Olive
Schreiner is best known for her novel: “The Story Of An African Farm”. I grew
up in Cradock, Eastern Cape where Olive Schreiner lived as a teenager along with
her elder brother and sister and where she worked later as a tutor on the farms:
Gannahoek and Klein Gannahoek. In 1921 she was buried on the mountain Buffelskop,
just outside Cradock.
As
a young boy my father often took me to the Schreiner House, then derelict,
where Olive lived with her siblings, and we once ascended Buffelskop to look at
her grave. The legend of Olive was always with me and was realised in 2013 with
my exhibition at the KZNSA Gallery, Durban: “Olive Schreiner: The Story Of An African
Farm”. However in the past few years I felt that I had not done her justice and
thus the revisit.
Olive
was born on the Wittenberg mission station in 1855. Her first encounter with Cradock
was in 1867 when as a teenager she lived with her elder brother and sister in Cross
street (now part of the National English Literary Museum). She returned later
to serve as a tutor on farms in the district. The landscape and its people left
a deep impression upon her, and influenced her famous novel which was published
under the pseudonym Ralph Iron, as women were not allowed to publish at that
time. Her other best-known works are: “Thoughts On South Africa” and “Women And
Labour”, long considered as the bible of the women’s movement. Olive was deeply
involved in politics and was a fighter for all the oppressed peoples of South Africa,
she was totally opposed to Rhodes and British imperialism.
In
1894 she married Cron, 8 years her junior and they settled on the farm Krantzplaats,
Cradock district. She insisted that he took her name and he was known as
Cronwright Schreiner. During this time they ascended the mountain Buffelskop,
with its breathtaking view across the valley. Olive decided that this was where
she wanted to be buried and acquired the plot.
Olive
was excessively asthmatic and she soon had to leave the damp riverbeds of Krantzplatts
and spent a lifetime searching for a suitable climate for her health, first Hanover,
then Kimberley, Johannesburg and eventually Matjiesfontein. Her firstborn child
lived for only 9 hours and after that she had 3 miscarriages.
Olive
and Cron eventually drifted apart and she left for Europe and England in
1914. She already knew many influential
people there like Havelock Ellis and Eleanor Marx, both who influenced her
outlook on life.
Olive
returned to Cape Town in 1920. She died in 1921 and was buried in the family crypt.

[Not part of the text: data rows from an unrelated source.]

impl GraphemeId {
    /// Maximum slot index (24 bits).
    pub const MAX_SLOT: u32 = 0x00FF_FFFF;

    /// Maximum width (7 bits).
    pub const MAX_WIDTH: u8 = 127;

    /// Create a new `GraphemeId` from slot index and display width.
    ///
    /// # Panics
    ///
    /// Panics in debug mode if `slot > MAX_SLOT` or `width > MAX_WIDTH`.
    #[inline]
    pub const fn new(slot: u32, width: u8) -> Self {
        debug_assert!(slot <= Self::MAX_SLOT, "slot overflow");
        debug_assert!(width <= Self::MAX_WIDTH, "width overflow");
        Self((slot & Self::MAX_SLOT) | ((width as u32) << 24))
    }

    /// Extract the pool slot index (0-16M).
    #[inline]
    pub const fn slot(self) -> usize {
        (self.0 & Self::MAX_SLOT) as usize
    }

    /// Extract the display width (0-127).
    #[inline]
    pub const fn width(self) -> usize {
        ((self.0 >> 24) & 0x7F) as usize
    }

    /// Raw u32 value for storage in `CellContent`.
    #[inline]
    pub const fn raw(self) -> u32 {
        self.0
    }

    /// Reconstruct from a raw u32.
    #[inline]
    pub const fn from_raw(raw: u32) -> Self {
        Self(raw)
    }
}

impl core::fmt::Debug for GraphemeId {
    fn fmt(&self, f: &mut core::fmt::Formatter<'_>) -> core::fmt::Result {
        f.debug_struct("GraphemeId")
            .field("slot", &self.slot())
            .field("width", &self.width())
            .finish()
    }
}

/// Cell content: either a direct Unicode char or a reference to a grapheme cluster.
///
/// # Encoding Scheme (4 bytes)
///
/// ```text
/// Bit 31 (type discriminator):
///   0: Direct char (bits 0-20 contain Unicode scalar value, max U+10FFFF)
///   1: GraphemeId reference (bits 0-30 contain slot + width)
/// ```
///
/// This allows:
/// - 99% of cells (ASCII/BMP) to be stored without heap allocation
/// - Complex graphemes (emoji, ZWJ sequences) stored in pool
///
/// # Special Values
///
/// - `EMPTY` (0x0): Empty cell, width 0
/// - `CONTINUATION` (0x1): Placeholder for wide character continuation
#[derive(Clone, Copy, PartialEq, Eq, Hash)]
#[repr(transparent)]
pub struct CellContent(u32);

impl CellContent {
    /// Empty cell content (no character).
    pub const EMPTY: Self = Self(0);

    /// Continuation marker for wide characters.
    ///
    /// When a character has display width > 1, subsequent cells are filled
    /// with this marker to indicate they are part of the previous character.
    ///
    /// Value is `0x7FFF_FFFF` (max i32), which is outside valid Unicode scalar
    /// range (0..0x10FFFF) but fits in 31 bits (Direct Char mode).
    pub const CONTINUATION: Self = Self(0x7FFF_FFFF);

    /// Create content from a single Unicode character.
    ///
    /// For characters with display width > 1, subsequent cells should be
    /// filled with `CONTINUATION`.
    #[inline]
    pub const fn from_char(c: char) -> Self {
        Self(c as u32)
    }

    /// Create content from a grapheme ID (for multi-codepoint clusters).
    ///
    /// The grapheme ID references an entry in the `GraphemePool`.
    #[inline]
    pub const fn from_grapheme(id: GraphemeId) -> Self {
        Self(0x8000_0000 | id.raw())
    }

    /// Check if this content is a grapheme reference (vs direct char).
    #[inline]
    pub const fn is_grapheme(self) -> bool {
        self.0 & 0x8000_0000 != 0
    }

    /// Check if this is a continuation cell (part of a wide character).
    #[inline]
    pub const fn is_continuation(self) -> bool {
        self.0 == Self::CONTINUATION.0
    }

    /// Check if this cell is empty.
    #[inline]
    pub const fn is_empty(self) -> bool {
        self.0 == Self::EMPTY.0
    }

    /// Extract the character if this is a direct char (not a grapheme).
    ///
    /// Returns `None` if this is empty, continuation, or a grapheme reference.
    #[inline]
    pub fn as_char(self) -> Option<char> {
        if self.is_grapheme() || self.0 == Self::EMPTY.0 || self.0 == Self::CONTINUATION.0 {
            None
        } else {
            char::from_u32(self.0)
        }
    }

    /// Extract the grapheme ID if this is a grapheme reference.
    ///
    /// Returns `None` if this is a direct char.
    #[inline]
    pub const fn grapheme_id(self) -> Option<GraphemeId> {
        if self.is_grapheme() {
            Some(GraphemeId::from_raw(self.0 & !0x8000_0000))
        } else {
            None
        }
    }

    /// Get the display width of this content.
    ///
    /// - Empty: 0
    /// - Continuation: 0
    /// - Grapheme: width embedded in GraphemeId
    /// - Char: requires external width lookup (returns 1 as default for ASCII)
    ///
    /// Note: For accurate char width, use the unicode-display-width-based
    /// helpers in this crate. This method provides a fast path for known cases.
    #[inline]
    pub const fn width_hint(self) -> usize {
        if self.is_empty() || self.is_continuation() {
            0
        } else if self.is_grapheme() {
            ((self.0 >> 24) & 0x7F) as usize
        } else {
            // For direct chars, assume width 1 (fast path for ASCII)
            // Callers should use unicode-width for accurate measurement
            1
        }
    }

    /// Get the display width of this content with Unicode width semantics.
    ///
    /// This is the accurate (but slower) width computation for direct chars.
    #[inline]
    pub fn width(self) -> usize {
        if self.is_empty() || self.is_continuation() {
            0
        } else if self.is_grapheme() {
            ((self.0 >> 24) & 0x7F) as usize
        } else {
            let Some(c) = self.as_char() else {
                return 1;
            };
            char_width(c)
        }
    }

    /// Raw u32 value.
    #[inline]
    pub const fn raw(self) -> u32 {
        self.0
    }
}

impl Default for CellContent {
    fn default() -> Self {
        Self::EMPTY
    }
}

impl core::fmt::Debug for CellContent {
    fn fmt(&self, f: &mut core::fmt::Formatter<'_>) -> core::fmt::Result {
        if self.is_empty() {
            write!(f, "CellContent::EMPTY")
        } else if self.is_continuation() {
            write!(f, "CellContent::CONTINUATION")
        } else if let Some(c) = self.as_char() {
            write!(f, "CellContent::Char({c:?})")
        } else if let Some(id) = self.grapheme_id() {
            write!(f, "CellContent::Grapheme({id:?})")
        } else {
            write!(f, "CellContent(0x{:08x})", self.0)
        }
    }
}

According to her wishes Cron had her body exhumed and buried in 1921 on Buffelskop.
The
re-internment on Buffelskop was a very dramatic event. Eight carriers spent 2
days carrying her coffin plus those of her dead child and her dog, Nita, up the
hill.
The undertaker schooling
built a dome shaped sarcophagus on the pinnacle to take the coffins. According
to Olive’s wishes no religious ceremony was allowed. As Cron finished his
eulogy an eagle soared across the sky, to paraphrase the “The Story Of An African
Farm”: “the dark plumed bird uttered its deep low cry: Immortality”
The exhibition closes on Thursday, 30 March at 4p.m.